His order and request was accompanied by a 118-page list identifying 1,734 cases comprising one Florida class action. There could be more than 1,000 additional cases in a separate group that includes Florida defendants, Levin said.
Plaintiffs whose cases would be transferred back include Jason and Heather Ancer of Land O Lakes, Florida. Jason Ancer said an inspector who claimed to be a Chinese drywall expert told them their house was fine, but their air conditioner began failing within months after they moved in. Their drywall turned out to have been made by Taishan. Five months after moving in, Heather Ancer became pregnant.
The couple left the house, stopped making payments on it and eventually declared bankruptcy.

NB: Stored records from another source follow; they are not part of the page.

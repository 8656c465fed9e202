//! Host configuration.

use crate::mount::{DEFAULT_ROOT, MountDescriptor};

/// Settings for a quiz host process.
#[derive(Debug, Clone, PartialEq, Eq)]
pub struct HostConfig {
    /// URL of the quiz config document. Required to mount.
    pub config_url: Option<String>,
    /// Mount point selector.
    pub root: String,
    /// Page URL reported in webhook payloads.
    pub page: Option<String>,
}

impl Default for HostConfig {
    fn default() -> Self {
        Self {
            config_url: None,
            root: DEFAULT_ROOT.to_string(),
            page: None,
        }
    }
}

impl HostConfig {
    /// Build config from environment variables.
    ///
    /// - `QUIZ_CONFIG_URL`: config document URL
    /// - `QUIZ_ROOT`: mount selector (default `#wh-quiz`)
    /// - `QUIZ_PAGE`: embedding page URL
    pub fn from_env() -> Self {
        Self::from_lookup(|key| std::env::var(key).ok())
    }

    fn from_lookup(lookup: impl Fn(&str) -> Option<String>) -> Self {
        let non_empty = |key: &str| lookup(key).map(|v| v.trim().to_string()).filter(|v| !v.is_empty());
        Self {
            config_url: non_empty("QUIZ_CONFIG_URL"),
            root: non_empty("QUIZ_ROOT").unwrap_or_else(|| DEFAULT_ROOT.to_string()),
            page: non_empty("QUIZ_PAGE"),
        }
    }

    /// Mount descriptor for this host.
    pub fn descriptor(&self) -> MountDescriptor {
        let mut descriptor = MountDescriptor::new(&self.root);
        descriptor.config_url = self.config_url.clone();
        descriptor.page = self.page.clone();
        descriptor
    }
}

#[cfg(test)]
mod tests {
    use std::collections::HashMap;

    use super::*;

    fn lookup(pairs: &[(&str, &str)]) -> impl Fn(&str) -> Option<String> {
        let map: HashMap<String, String> = pairs
            .iter()
            .map(|(k, v)| (k.to_string(), v.to_string()))
            .collect();
        move |key| map.get(key).cloned()
    }

    #[test]
    fn defaults_when_unset() {
        let config = HostConfig::from_lookup(lookup(&[]));
        assert_eq!(config, HostConfig::default());
        assert_eq!(config.root, "#wh-quiz");
    }

    #[test]
    fn reads_and_trims_values() {
        let config = HostConfig::from_lookup(lookup(&[
            ("QUIZ_CONFIG_URL", " https://cdn.example/fit.json "),
            ("QUIZ_ROOT", "#embed"),
            ("QUIZ_PAGE", ""),
        ]));
        assert_eq!(config.config_url.as_deref(), Some("https://cdn.example/fit.json"));
        assert_eq!(config.root, "#embed");
        assert!(config.page.is_none());
    }

    #[test]
    fn descriptor_carries_settings() {
        let config = HostConfig {
            config_url: Some("https://cdn.example/fit.json".into()),
            root: "#embed".into(),
            page: Some("https://shop.example".into()),
        };
        let descriptor = config.descriptor();
        assert_eq!(descriptor.root, "#embed");
        assert_eq!(descriptor.config_url, config.config_url);
        assert_eq!(descriptor.page, config.page);
        assert!(!descriptor.is_booted());
    }
}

"We don't know what to think," said Jason Ancer. "All I know is it seems that definitely we will not have any kind of recourse."
He said that in Facebook groups of people affected by Taishan's drywall, people are asking how are individual trials going to do any good if the combined cases can't go forward.
That isn't so, Levin said.
"We as plaintiffs support what Judge Fallon has done," he said. "It's nine years, and the Chinese have tried every tactic to see to it that the people we represent either die or otherwise have their properties disposed of ... just trying to frustrate the process."
Levin said the steering committee's attorneys are ready to work with lawyers representing the remaining defendants.
"Ultimately, the only thing that leads a recalcitrant defendant to settle is a big verdict," he said.
Taishan and its subsidiaries and affiliates do a lot of business in the United States. One of them sells solar panels to Walmart and another buying timber in Oregon, he said. Levin said those companies' assets in this country can be attached if Taishan ignores court orders to pay damages, Levin said.
Once the cases return to their originating courts, he said, "The Chinese will be all over America trying cases."